After graduating from the prestigious Taipei First Girls' High School, Kao studied law at National Taiwan University (NTU) and earned a Bachelor of Laws (LL.B.) and a master's degree in national development and political science. As a student at NTU, she became the 14th president of the NTU Student Association.

== Political career ==
Kao became an assistant of Legislative Yuan member Luo Wen-jia. She later won the 2005 National Assembly election and became the youngest member of the National Assembly in Republic of China history.

In the 2010 local elections, Kao was elected councillor of Taipei City, and was re-elected twice in 2014 and 2018.

She was initially nominated by the DPP to run for the 2008 legislative election, representing Taipei City District 6, but was replaced by Luo Wen-jia, after President Chen Shui-bian returned to lead the Democratic Progressive Party as chairman.

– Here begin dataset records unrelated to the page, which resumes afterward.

//! Network access for the worker.

use async_trait::async_trait;
use reqwest::{header, Client};
use tracing::debug;

use super::{CacheError, Request, Response};

/// Performs a request against the network. HTTP error statuses are
/// responses, not errors; only a request that produced no response fails.
#[async_trait]
pub trait Network: Send + Sync {
    async fn fetch(&self, request: &Request) -> Result<Response, CacheError>;
}

/// Network backed by reqwest.
/// Clone is cheap - reqwest::Client uses Arc internally for connection pooling.
#[derive(Clone)]
pub struct HttpNetwork {
    client: Client,
}

impl HttpNetwork {
    pub fn new() -> Result<Self, CacheError> {
        let client = Client::builder()
            .user_agent(concat!("xpack/", env!("CARGO_PKG_VERSION")))
            .build()?;
        Ok(Self { client })
    }
}

#[async_trait]
impl Network for HttpNetwork {
    async fn fetch(&self, request: &Request) -> Result<Response, CacheError> {
        let mut builder = self.client.request(request.method.into(), request.url.clone());
        if let Some(ref accept) = request.accept {
            builder = builder.header(header::ACCEPT, accept);
        }

        let response = builder.send().await?;
        let status = response.status().as_u16();
        let content_type = response
            .headers()
            .get(header::CONTENT_TYPE)
            .and_then(|v| v.to_str().ok())
            .map(|s| s.to_string());
        let body = response.bytes().await?.to_vec();
        debug!(url = %request.url, status, bytes = body.len(), "Fetched from network");

        Ok(Response {
            url: request.url.to_string(),
            status,
            content_type,
            body,
        })
    }
}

In 2015, she protested DPP's decision not to nominate any candidate for the Neihu and Nangang district for the 2016 election. Kao defeated Lee Yen-hsiu in the 2020 legislative election, but lost to Lee in 2024.

She would occasionally sing in the public, but some netizens found her singing voice being terrible. During the 2024 Taiwan general elections, she was even requested by William Lai (The presidential candidate of DPP) not to sing during the election campaign.

== Personal life ==
Kao dated her boyfriend, Ma Wen-yu, for more than a decade. Ma was her assistant and was her junior when they were both studying in NTU. In November 2021, Kao reported that her partner, Raphael Lin, physically assaulted her during an argument. Lin was formally arrested in December 2021, and indicted on eight criminal charges in January 2022. Charges against Lin included violations of privacy and personal freedom, bodily harm, coercion, intimidation, and slander targeting Kao, dissemination of malicious texts while using her computer, as well as the falsification of his own financial documents. In September 2022, the New Taipei District Court sentenced Lin to two years and ten months in prison.